However, the calculation for the correlation coefficient of two vectors is quite simple:
Applying that here:
def vec_corrcoef(X, y, axis=1):
Xm = np.mean(X, axis=axis, keepdims=True)
ym = np.mean(y)
n = np.sum((X - Xm) * (y - ym), axis=axis)
d = np.sqrt(np.sum((X - Xm)**2, axis=axis) * np.sum((y - ym)**2))
return n / d
Now, call this function with our array and arange:
cc = vec_corrcoef(swindow, np.arange(length))

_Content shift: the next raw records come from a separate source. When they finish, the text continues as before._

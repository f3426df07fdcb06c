use crate::imagesets::error::AssembleError;
use crate::imagesets::models::metadata::AttributeMap;
use crate::imagesets::models::study::Issue;
use crate::imagesets::services::populate::TagPopulator;
use crate::imagesets::services::vr::OverrideTable;
use crate::utils::dicom::{element_to_int, element_to_str};
use dicom::core::{DataElement, PrimitiveValue, VR};
use dicom::dictionary_std::{tags, uids};
use dicom::object::{DefaultDicomObject, FileMetaTableBuilder, InMemDicomObject};

/// The four attribute mappings that make up one instance,
/// from the least to the most specific.
#[derive(Debug, Clone, Copy)]
pub struct InstanceLevels<'a> {
    pub patient: &'a AttributeMap,
    pub study: &'a AttributeMap,
    pub series: &'a AttributeMap,
    pub instance: &'a AttributeMap,
}

impl<'a> InstanceLevels<'a> {
    /// The levels in population order. A later level wins on attribute collisions.
    pub fn in_order(&self) -> [&'a AttributeMap; 4] {
        [self.patient, self.study, self.series, self.instance]
    }

    /// The levels from the most specific one down.
    pub fn most_specific_first(&self) -> [&'a AttributeMap; 4] {
        [self.instance, self.series, self.study, self.patient]
    }
}

/// Builds a complete DICOM instance out of its attribute levels and pixel data.
///
/// An empty `pixel_data` leaves the instance without a Pixel Data element.
/// The file meta group declares Explicit VR Little Endian.
///
/// A record without SOPClassUID cannot carry a file meta group, so it fails
/// with [`AssembleError::MissingSopClass`] instead of producing a bare data set.
pub fn assemble_record(
    levels: InstanceLevels<'_>,
    overrides: &OverrideTable,
    pixel_data: Vec<u8>,
    sop_instance_uid: &str,
    issues: &mut Vec<Issue>,
) -> Result<DefaultDicomObject, AssembleError> {
    let mut obj = InMemDicomObject::new_empty();

    let mut populator = TagPopulator::new(overrides, sop_instance_uid, issues);
    for attributes in levels.in_order() {
        populator.populate(attributes, &mut obj);
    }

    if !pixel_data.is_empty() {
        let vr = match element_to_int(&obj, tags::BITS_ALLOCATED) {
            Some(bits) if bits > 8 => VR::OW,
            _ => VR::OB,
        };
        obj.put(DataElement::new(
            tags::PIXEL_DATA,
            vr,
            PrimitiveValue::from(pixel_data),
        ));
    }

    obj.put(DataElement::new(
        tags::SOP_INSTANCE_UID,
        VR::UI,
        PrimitiveValue::from(sop_instance_uid),
    ));

    let sop_class_uid =
        element_to_str(&obj, tags::SOP_CLASS_UID).ok_or(AssembleError::MissingSopClass)?;

    let meta = FileMetaTableBuilder::new()
        .transfer_syntax(uids::EXPLICIT_VR_LITTLE_ENDIAN)
        .media_storage_sop_class_uid(sop_class_uid)
        .media_storage_sop_instance_uid(sop_instance_uid)
        .build()
        .map_err(|err| AssembleError::FileMeta(err.to_string()))?;

    Ok(obj.with_exact_meta(meta))
}

#[cfg(test)]
mod tests {
    use super::*;
    use serde_json::{json, Value};

    const CT_IMAGE_STORAGE: &str = "1.2.840.10008.5.1.4.1.1.2";

    fn attributes(value: Value) -> AttributeMap {
        match value {
            Value::Object(map) => map,
            _ => unreachable!(),
        }
    }

    struct Fixture {
        patient: AttributeMap,
        study: AttributeMap,
        series: AttributeMap,
        instance: AttributeMap,
    }

    impl Fixture {
        fn new(instance: Value) -> Self {
            Fixture {
                patient: attributes(json!({"PatientID": "P1", "PatientName": "Doe^Jane"})),
                study: attributes(json!({
                    "StudyInstanceUID": "1.2.3",
                    "StudyDescription": "study level",
                    "SOPClassUID": CT_IMAGE_STORAGE
                })),
                series: attributes(json!({
                    "SeriesInstanceUID": "1.2.3.4",
                    "StudyDescription": "series level",
                    "Modality": "CT",
                    "BitsAllocated": 16
                })),
                instance: attributes(instance),
            }
        }

        fn levels(&self) -> InstanceLevels<'_> {
            InstanceLevels {
                patient: &self.patient,
                study: &self.study,
                series: &self.series,
                instance: &self.instance,
            }
        }

        fn assemble(&self, pixel_data: Vec<u8>) -> Result<DefaultDicomObject, AssembleError> {
            let mut issues = Vec::new();
            let obj = assemble_record(
                self.levels(),
                &OverrideTable::default(),
                pixel_data,
                "1.2.3.4.5",
                &mut issues,
            );
            assert!(issues.is_empty(), "unexpected issues: {issues:?}");
            obj
        }
    }

    #[test]
    fn test_most_specific_level_wins() {
        let fixture = Fixture::new(json!({"StudyDescription": "instance level", "InstanceNumber": "1"}));
        let obj = fixture.assemble(Vec::new()).unwrap();
        assert_eq!(
            element_to_str(&obj, tags::STUDY_DESCRIPTION).as_deref(),
            Some("instance level")
        );
        assert_eq!(element_to_str(&obj, tags::PATIENT_ID).as_deref(), Some("P1"));
        assert_eq!(element_to_str(&obj, tags::MODALITY).as_deref(), Some("CT"));
    }

    #[test]
    fn test_series_overrides_study() {
        let fixture = Fixture::new(json!({}));
        let obj = fixture.assemble(Vec::new()).unwrap();
        assert_eq!(
            element_to_str(&obj, tags::STUDY_DESCRIPTION).as_deref(),
            Some("series level")
        );
    }

    #[test]
    fn test_pixel_data_is_attached() {
        let fixture = Fixture::new(json!({}));
        let obj = fixture.assemble(vec![1, 0, 2, 0]).unwrap();
        let pixel_data = obj.element(tags::PIXEL_DATA).unwrap();
        assert_eq!(pixel_data.vr(), VR::OW);
        assert_eq!(&pixel_data.to_bytes().unwrap()[..], &[1, 0, 2, 0]);
    }

    #[test]
    fn test_eight_bit_pixel_data_is_ob() {
        let fixture = Fixture::new(json!({"BitsAllocated": 8}));
        let obj = fixture.assemble(vec![1, 2, 3, 4]).unwrap();
        assert_eq!(obj.element(tags::PIXEL_DATA).unwrap().vr(), VR::OB);
    }

    #[test]
    fn test_empty_pixel_data_is_omitted() {
        let fixture = Fixture::new(json!({}));
        let obj = fixture.assemble(Vec::new()).unwrap();
        assert!(obj.element(tags::PIXEL_DATA).is_err());
    }

    #[test]
    fn test_file_meta_group() {
        let fixture = Fixture::new(json!({"SOPInstanceUID": "ignored"}));
        let obj = fixture.assemble(Vec::new()).unwrap();
        let meta = obj.meta();
        assert_eq!(
            meta.transfer_syntax.trim_end_matches('\0'),
            uids::EXPLICIT_VR_LITTLE_ENDIAN
        );
        assert_eq!(
            meta.media_storage_sop_instance_uid.trim_end_matches('\0'),
            "1.2.3.4.5"
        );
        assert_eq!(
            meta.media_storage_sop_class_uid.trim_end_matches('\0'),
            CT_IMAGE_STORAGE
        );
        assert_eq!(
            element_to_str(&obj, tags::SOP_INSTANCE_UID).as_deref(),
            Some("1.2.3.4.5")
        );
    }

    #[test]
    fn test_missing_sop_class() {
        let mut fixture = Fixture::new(json!({}));
        fixture.study.remove("SOPClassUID");
        let err = fixture.assemble(Vec::new()).unwrap_err();
        assert!(matches!(err, AssembleError::MissingSopClass));
    }
}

which gives the desired result:
array([ 0.60697698, 0.95894955, 0.98 , 0.3279521 , -0.28709766,
-0.61035663, -0.31390158, -0.17995394, -0.80041656, -0.78192905,
-0.84702587, -0.81091772, -0.82464375, -0.86892667, -0.28347335,
0.56568542, 0.86304424, 0.64326752, 0.45374261, 0.38135638])

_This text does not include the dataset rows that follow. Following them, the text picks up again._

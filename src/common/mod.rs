pub mod decoder;
pub mod store;
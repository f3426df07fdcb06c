//! Transcodes an imageset metadata document and its compressed pixel frames
//! into DICOM instances.
pub mod common;
pub mod config;
pub mod imagesets;
pub mod utils;

pub use common::decoder::{DecodeError, FrameDecoder, TransferSyntaxDecoder};
pub use common::store::{DirectoryStore, ImagesetStore, StoreError};
pub use imagesets::error::{AssembleError, AttributeError, DicomizeError, ExportError, FrameError};
pub use imagesets::models::metadata::{ImagesetMetadata, SeriesSummary};
pub use imagesets::models::study::{DicomizedInstance, DicomizedStudy, Issue};
pub use imagesets::services::dicomize::{dicomize_imageset, dicomize_metadata};
pub use imagesets::services::export::{grayscale_preview, save_as_dicom, save_as_png, to_dicom_json};
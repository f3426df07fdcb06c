use crate::common::decoder::HTJ2K_LOSSLESS;
use clap::{Args, Parser};
use std::path::PathBuf;

/// Converts an exported medical imageset into DICOM files.
#[derive(Parser, Clone, Debug)]
#[command(name = "dicomize")]
pub struct AppConfig {
    /// Imageset store configuration
    #[clap(flatten)]
    pub store: StoreConfig,

    /// Imageset selection
    #[clap(flatten)]
    pub imageset: ImagesetConfig,

    /// Output configuration
    #[clap(flatten)]
    pub output: OutputConfig,

    /// Frame decoder configuration
    #[clap(flatten)]
    pub decoder: DecoderConfig,
}

impl AppConfig {
    /// Parse application configs from std::env::args_os(), exit on error.
    pub fn new() -> Self {
        Self::parse()
    }
}

/// Imageset store configuration
#[derive(Args, Clone, Debug)]
pub struct StoreConfig {
    /// The directory holding exported imagesets, one subdirectory per datastore.
    #[arg(long = "data-dir", env = "DATA_DIR", default_value = "./data")]
    pub path: String,
}

/// Imageset selection
#[derive(Args, Clone, Debug)]
pub struct ImagesetConfig {
    /// The datastore the imageset belongs to.
    #[arg(long, env)]
    pub datastore_id: String,

    /// The imageset to convert.
    #[arg(long, env)]
    pub imageset_id: String,
}

/// Output configuration
#[derive(Args, Clone, Debug)]
pub struct OutputConfig {
    /// The directory the DICOM files are written to.
    #[arg(id = "out_dir", long = "out-dir", env = "OUTPUT_DIR", default_value = "./out")]
    pub path: String,

    /// Also write a PNG preview of every instance.
    #[arg(long = "png", env = "EXPORT_PNG")]
    pub png: bool,

    /// Also write the DICOM JSON of every instance.
    #[arg(long = "json", env = "EXPORT_JSON")]
    pub json: bool,
}

impl OutputConfig {
    /// Helper method to get a path below the output directory.
    pub fn path(&self, path: impl AsRef<std::path::Path>) -> PathBuf {
        PathBuf::from(&self.path).join(path)
    }
}

/// Frame decoder configuration
#[derive(Args, Clone, Debug)]
pub struct DecoderConfig {
    /// The transfer syntax the stored frames are encoded in.
    #[arg(long = "transfer-syntax", env = "FRAME_TRANSFER_SYNTAX", default_value = HTJ2K_LOSSLESS)]
    pub transfer_syntax: String,
}
pub mod adapter;
pub mod wmo;

pub use adapter::AdapterError;
pub use adapter::open_meteo::{
    GeoCity, fetch_city_summary, fetch_full_load, fetch_month_slice, month_start, search_cities,
};

use chrono::NaiveDate;
use serde::{Deserialize, Serialize};

/// Deviations beyond this many degrees count as warmer/cooler.
pub const DELTA_THRESHOLD: f32 = 0.5;

#[derive(Debug, Clone, Copy, PartialEq, Serialize, Deserialize)]
pub struct Location {
    pub latitude: f64,
    pub longitude: f64,
}

impl Location {
    pub fn new(latitude: f64, longitude: f64) -> Self {
        Self {
            latitude,
            longitude,
        }
    }

    /// Two locations with the same id are treated as the same place.
    pub fn id(&self) -> String {
        format!("{:.2}_{:.2}", self.latitude, self.longitude)
    }

    pub fn same_place(&self, other: &Location) -> bool {
        self.id() == other.id()
    }
}

impl std::fmt::Display for Location {
    fn fmt(&self, f: &mut std::fmt::Formatter<'_>) -> std::fmt::Result {
        write!(f, "{:.2},{:.2}", self.latitude, self.longitude)
    }
}

/// One navigation step worth of chart data: two index-aligned daily series.
///
/// `this_period[i]` and `reference_period[i]` both describe `dates[i]`, the
/// latter taken one year earlier. Missing samples are `None` and keep their
/// slot so alignment is never broken.
#[derive(Debug, Clone, PartialEq)]
pub struct MonthSlice {
    pub dates: Vec<NaiveDate>,
    pub this_period: Vec<Option<f32>>,
    pub reference_period: Vec<Option<f32>>,
    /// Index of today inside the slice, `None` for fully historic slices.
    pub today: Option<usize>,
    /// Signed difference against the reference day, drives marker tone.
    pub delta: f32,
}

impl MonthSlice {
    pub fn new(
        dates: Vec<NaiveDate>,
        this_period: Vec<Option<f32>>,
        reference_period: Vec<Option<f32>>,
        today: Option<usize>,
        delta: f32,
    ) -> Result<Self, AdapterError> {
        if dates.len() != this_period.len() || dates.len() != reference_period.len() {
            return Err(AdapterError::ParseError(format!(
                "misaligned series: {} dates, {} current, {} reference",
                dates.len(),
                this_period.len(),
                reference_period.len()
            )));
        }

        let today = today.filter(|&idx| idx < dates.len());

        Ok(Self {
            dates,
            this_period,
            reference_period,
            today,
            delta,
        })
    }

    pub fn len(&self) -> usize {
        self.dates.len()
    }

    pub fn is_empty(&self) -> bool {
        self.dates.is_empty()
    }

    /// Last index that belongs to the observed (non-forecast) part.
    pub fn observed_end(&self) -> Option<usize> {
        match self.today {
            Some(idx) => Some(idx),
            None => self.len().checked_sub(1),
        }
    }

    pub fn value_range(&self) -> Option<(f32, f32)> {
        self.this_period
            .iter()
            .chain(self.reference_period.iter())
            .flatten()
            .fold(None, |acc, &v| match acc {
                None => Some((v, v)),
                Some((lo, hi)) => Some((lo.min(v), hi.max(v))),
            })
    }
}

/// Same-day figures shown next to the chart after a full load.
#[derive(Debug, Clone, Copy, PartialEq)]
pub struct TodaySummary {
    pub weather_code: Option<u8>,
    pub current_temp: i32,
    pub today_max: Option<i32>,
    pub year_ago_code: Option<u8>,
    pub year_ago_temp: Option<i32>,
    pub delta: f32,
}

#[derive(Debug, Clone, PartialEq)]
pub struct FullLoad {
    pub summary: TodaySummary,
    pub default_slice: MonthSlice,
}

/// Compact per-city figures used by list badges.
#[derive(Debug, Clone, Copy, PartialEq, Serialize, Deserialize)]
pub struct CitySummary {
    pub weather_code: Option<u8>,
    pub current_temp: i32,
    pub temp_diff: f32,
}

#[cfg(test)]
mod tests {
    use super::*;

    fn day(d: u32) -> NaiveDate {
        NaiveDate::from_ymd_opt(2024, 3, d).unwrap()
    }

    #[test]
    fn rejects_misaligned_series() {
        let result = MonthSlice::new(
            vec![day(1), day(2)],
            vec![Some(1.0), Some(2.0)],
            vec![Some(1.0)],
            None,
            0.0,
        );
        assert!(matches!(result, Err(AdapterError::ParseError(_))));
    }

    #[test]
    fn out_of_range_today_is_dropped() {
        let slice =
            MonthSlice::new(vec![day(1)], vec![Some(1.0)], vec![None], Some(4), 0.0).unwrap();
        assert_eq!(slice.today, None);
        assert_eq!(slice.observed_end(), Some(0));
    }

    #[test]
    fn value_range_skips_missing_samples() {
        let slice = MonthSlice::new(
            vec![day(1), day(2), day(3)],
            vec![Some(4.0), None, Some(-1.5)],
            vec![None, Some(9.0), None],
            Some(1),
            0.0,
        )
        .unwrap();
        assert_eq!(slice.value_range(), Some((-1.5, 9.0)));
    }

    #[test]
    fn location_id_rounds_to_two_decimals() {
        let a = Location::new(52.52, 13.41);
        let b = Location::new(52.5201, 13.4099);
        let c = Location::new(48.8566, 2.3522);
        assert_eq!(a.id(), "52.52_13.41");
        assert!(a.same_place(&b));
        assert!(!a.same_place(&c));
    }
}
use super::sidebar::{Sidebar, deserialize_sidebar_fallback};
use crate::{CityStore, Theme};

use serde::{Deserialize, Serialize};

#[derive(Default, Clone, Deserialize, Serialize)]
#[serde(default)]
pub struct State {
    pub cities: CityStore,
    pub selected_theme: Theme,
    #[serde(deserialize_with = "deserialize_sidebar_fallback")]
    pub sidebar: Sidebar,
}

impl State {
    pub fn from_parts(cities: CityStore, selected_theme: Theme, sidebar: Sidebar) -> Self {
        State {
            cities,
            selected_theme,
            sidebar,
        }
    }
}

#[cfg(test)]
mod tests {
    use super::*;

    #[test]
    fn missing_fields_fall_back_to_defaults() {
        let state: State = serde_json::from_str(r#"{ "selected_theme": "nord" }"#).unwrap();
        assert!(state.cities.is_empty());
        assert_eq!(state.sidebar, Sidebar::default());
        assert_eq!(state.selected_theme.0, iced_core::Theme::Nord);
    }

    #[test]
    fn broken_sidebar_does_not_discard_state() {
        let state: State =
            serde_json::from_str(r#"{ "sidebar": { "width": "wide" }, "selected_theme": "dark" }"#)
                .unwrap();
        assert_eq!(state.sidebar, Sidebar::default());
        assert_eq!(state.selected_theme.0, iced_core::Theme::Dark);
    }
}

To get your x, just set the appropriate indices of a zeros array of the correct size.
Note: I think your x should contain nonzero values starting at the 4 index (because that's where the sliding window is full) instead of starting at index 5.
x = np.zeros(data.shape)
x[-len(cc):] = cc
If you are sure that your values should start at the index 5, then you can do:
x = np.zeros(data.shape)
x[length:] = cc[:-1] # Ignore the last value in cc
Comparing the runtimes of your original approach with those suggested in the answers here:
f_OP_loopy is your approach, which implements a sliding window using a loop
f_PH_numpy is my approach, which uses the sliding_window_view and the vectorized function for row-wise calculation of the vector correlation coefficient
f_RA_numpy is Rontogiannis's approach, which tiles the arange, calculates the correlation coefficient for the entire matrices, and only selects the first len(data) - length rows of the last column
f_RA_recur is Rontogiannis's recursive approach, but I didn't time this because it misses out on the last correlation coefficient.
Unsurprisingly, the numpy-only solution is faster than the loopy approach.
My numpy solution, which computes the row-wise correlation coefficient, is faster than that shown by Rontogiannis below, because the extra work involved in tiling the vector input and calculating the correlation of the entire matrix, only to discard the unwanted elements, is avoided by my approach.
As the input data size increases, this "extra work" in Rontogiannis's approach increases so much that its runtime is worse even than the loopy approach! I am unsure if this extra time is in the np.corrcoef calculation or in the np.tile operation.
Note: This plot was obtained on my 2.2GHz i7 Macbook Air with 8GB RAM, Python 3.10.7 and numpy 1.23.3. Similar results were obtained on Google Colab
If you're interested in the timing code, here it is:
import timeit
import numpy as np
from matplotlib import pyplot as plt
def time_funcs(funcs, sizes, arg_gen, N=20):
times = np.zeros((len(sizes), len(funcs)))
gdict = globals().copy()
for i, s in enumerate(sizes):
args = arg_gen(s)
print(args)
for j, f in enumerate(funcs):
gdict.update(locals())
try:
times[i, j] = timeit.timeit("f(*args)", globals=gdict, number=N) / N
print(f"{i}/{len(sizes)}, {j}/{len(funcs)}, {times[i, j]}")
except ValueError:
print(f"ERROR in {f}, with args=", *args)
return times
def plot_times(times, funcs):
fig, ax = plt.subplots()
for j, f in enumerate(funcs):
ax.plot(sizes, times[:, j], label=f.__name__)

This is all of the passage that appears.